[Start of section]

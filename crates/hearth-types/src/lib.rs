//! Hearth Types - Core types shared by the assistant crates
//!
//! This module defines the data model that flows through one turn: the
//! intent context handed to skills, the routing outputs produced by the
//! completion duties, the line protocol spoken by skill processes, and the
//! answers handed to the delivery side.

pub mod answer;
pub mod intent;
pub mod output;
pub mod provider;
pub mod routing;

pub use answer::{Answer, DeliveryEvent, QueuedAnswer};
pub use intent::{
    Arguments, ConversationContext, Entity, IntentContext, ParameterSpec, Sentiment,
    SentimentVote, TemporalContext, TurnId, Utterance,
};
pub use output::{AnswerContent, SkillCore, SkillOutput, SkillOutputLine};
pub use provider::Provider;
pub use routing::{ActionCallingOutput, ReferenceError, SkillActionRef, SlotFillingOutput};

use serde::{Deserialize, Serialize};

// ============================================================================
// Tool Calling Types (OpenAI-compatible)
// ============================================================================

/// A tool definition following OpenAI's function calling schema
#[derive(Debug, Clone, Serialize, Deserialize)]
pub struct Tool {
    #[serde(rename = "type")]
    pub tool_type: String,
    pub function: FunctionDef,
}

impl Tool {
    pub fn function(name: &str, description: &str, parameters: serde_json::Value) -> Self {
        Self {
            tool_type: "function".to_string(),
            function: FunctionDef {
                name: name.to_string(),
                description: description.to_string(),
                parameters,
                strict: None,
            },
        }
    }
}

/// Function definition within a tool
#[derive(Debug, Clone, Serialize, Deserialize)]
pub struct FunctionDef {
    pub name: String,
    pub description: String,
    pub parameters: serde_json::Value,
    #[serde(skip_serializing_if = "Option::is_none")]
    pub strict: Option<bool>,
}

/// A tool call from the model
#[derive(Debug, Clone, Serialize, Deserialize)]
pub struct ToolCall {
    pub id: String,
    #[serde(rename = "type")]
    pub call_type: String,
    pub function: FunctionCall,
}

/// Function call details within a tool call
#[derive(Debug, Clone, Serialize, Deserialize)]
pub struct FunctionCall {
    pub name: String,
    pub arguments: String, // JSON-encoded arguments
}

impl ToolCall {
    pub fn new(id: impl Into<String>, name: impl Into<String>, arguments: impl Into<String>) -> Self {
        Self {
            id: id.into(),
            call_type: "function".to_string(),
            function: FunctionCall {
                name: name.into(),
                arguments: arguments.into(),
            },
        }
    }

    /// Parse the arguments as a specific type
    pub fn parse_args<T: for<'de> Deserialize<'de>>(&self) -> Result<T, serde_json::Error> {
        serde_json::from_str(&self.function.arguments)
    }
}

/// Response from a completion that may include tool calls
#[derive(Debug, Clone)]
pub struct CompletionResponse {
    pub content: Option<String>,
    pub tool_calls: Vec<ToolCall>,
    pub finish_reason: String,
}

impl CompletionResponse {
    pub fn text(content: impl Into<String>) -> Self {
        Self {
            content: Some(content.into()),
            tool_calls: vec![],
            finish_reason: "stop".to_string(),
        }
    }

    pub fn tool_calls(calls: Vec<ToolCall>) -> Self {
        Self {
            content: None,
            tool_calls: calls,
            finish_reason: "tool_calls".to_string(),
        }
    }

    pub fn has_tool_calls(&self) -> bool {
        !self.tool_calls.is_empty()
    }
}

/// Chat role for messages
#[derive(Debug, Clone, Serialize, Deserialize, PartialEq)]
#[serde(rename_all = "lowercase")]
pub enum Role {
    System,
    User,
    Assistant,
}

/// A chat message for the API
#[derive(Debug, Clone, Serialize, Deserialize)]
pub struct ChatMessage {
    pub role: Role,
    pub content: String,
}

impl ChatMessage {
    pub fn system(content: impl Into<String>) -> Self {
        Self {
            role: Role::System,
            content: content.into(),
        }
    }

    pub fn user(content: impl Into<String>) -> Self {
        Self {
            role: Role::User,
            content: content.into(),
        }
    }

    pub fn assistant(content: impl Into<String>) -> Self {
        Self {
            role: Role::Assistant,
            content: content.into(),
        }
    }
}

[End of section]

Task to carry out. Using only the entries above, output the line with "pub use provider::Provider;", the line with "definition within a tool", and all lines between them, exactly as they stand.

Result for this task.
pub use provider::Provider;
pub use routing::{ActionCallingOutput, ReferenceError, SkillActionRef, SlotFillingOutput};

use serde::{Deserialize, Serialize};

// ============================================================================
// Tool Calling Types (OpenAI-compatible)
// ============================================================================

/// A tool definition following OpenAI's function calling schema
#[derive(Debug, Clone, Serialize, Deserialize)]
pub struct Tool {
    #[serde(rename = "type")]
    pub tool_type: String,
    pub function: FunctionDef,
}

impl Tool {
    pub fn function(name: &str, description: &str, parameters: serde_json::Value) -> Self {
        Self {
            tool_type: "function".to_string(),
            function: FunctionDef {
                name: name.to_string(),
                description: description.to_string(),
                parameters,
                strict: None,
            },
        }
    }
}

/// Function definition within a tool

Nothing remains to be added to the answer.